* Aim of the exercise *
The required lines are those that contain "Display"; pull them out of the data and copy them.

* Given data *
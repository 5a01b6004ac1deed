//! Common types for contract interactions.

use std::fmt;

use serde::{Deserialize, Serialize};

/// Hex-encoded contract or account address (a field element).
#[derive(Debug, Clone, PartialEq, Eq, Hash, Serialize, Deserialize)]
pub struct ContractAddress(pub String);

impl ContractAddress {
    pub fn new(address: impl Into<String>) -> Self {
        Self(address.into())
    }

    pub fn as_str(&self) -> &str {
        &self.0
    }
}

impl fmt::Display for ContractAddress {
    fn fmt(&self, f: &mut fmt::Formatter<'_>) -> fmt::Result {
        f.write_str(&self.0)
    }
}

/// One contract invocation awaiting submission.
///
/// Calldata is a list of decimal field-element strings, in the order the
/// entrypoint expects them.
#[derive(Debug, Clone, PartialEq, Eq, Serialize, Deserialize)]
#[serde(rename_all = "camelCase")]
pub struct ContractCall {
    pub contract_address: ContractAddress,
    pub entrypoint: String,
    pub calldata: Vec<String>,
}

impl ContractCall {
    pub fn new(
        contract_address: ContractAddress,
        entrypoint: impl Into<String>,
        calldata: Vec<String>,
    ) -> Self {
        Self {
            contract_address,
            entrypoint: entrypoint.into(),
            calldata,
        }
    }
}

/// Transaction hash returned by the transport.
#[derive(Debug, Clone, PartialEq, Eq, Hash, Serialize, Deserialize)]
pub struct TransactionHash(pub String);

impl TransactionHash {
    pub fn as_str(&self) -> &str {
        &self.0
    }
}

impl fmt::Display for TransactionHash {
    fn fmt(&self, f: &mut fmt::Formatter<'_>) -> fmt::Result {
        f.write_str(&self.0)
    }
}

/// Transaction status on the chain.
#[derive(Debug, Clone, PartialEq, Eq, Serialize, Deserialize)]
pub enum TransactionStatus {
    /// Submitted, not yet final
    Pending,

    /// Accepted on-chain
    Accepted { block_number: u64 },

    /// Rejected or reverted on-chain
    Rejected { reason: String },
}

impl TransactionStatus {
    pub fn is_final(&self) -> bool {
        !matches!(self, TransactionStatus::Pending)
    }
}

* Response for this exercise *
impl fmt::Display for ContractAddress {
impl fmt::Display for TransactionHash {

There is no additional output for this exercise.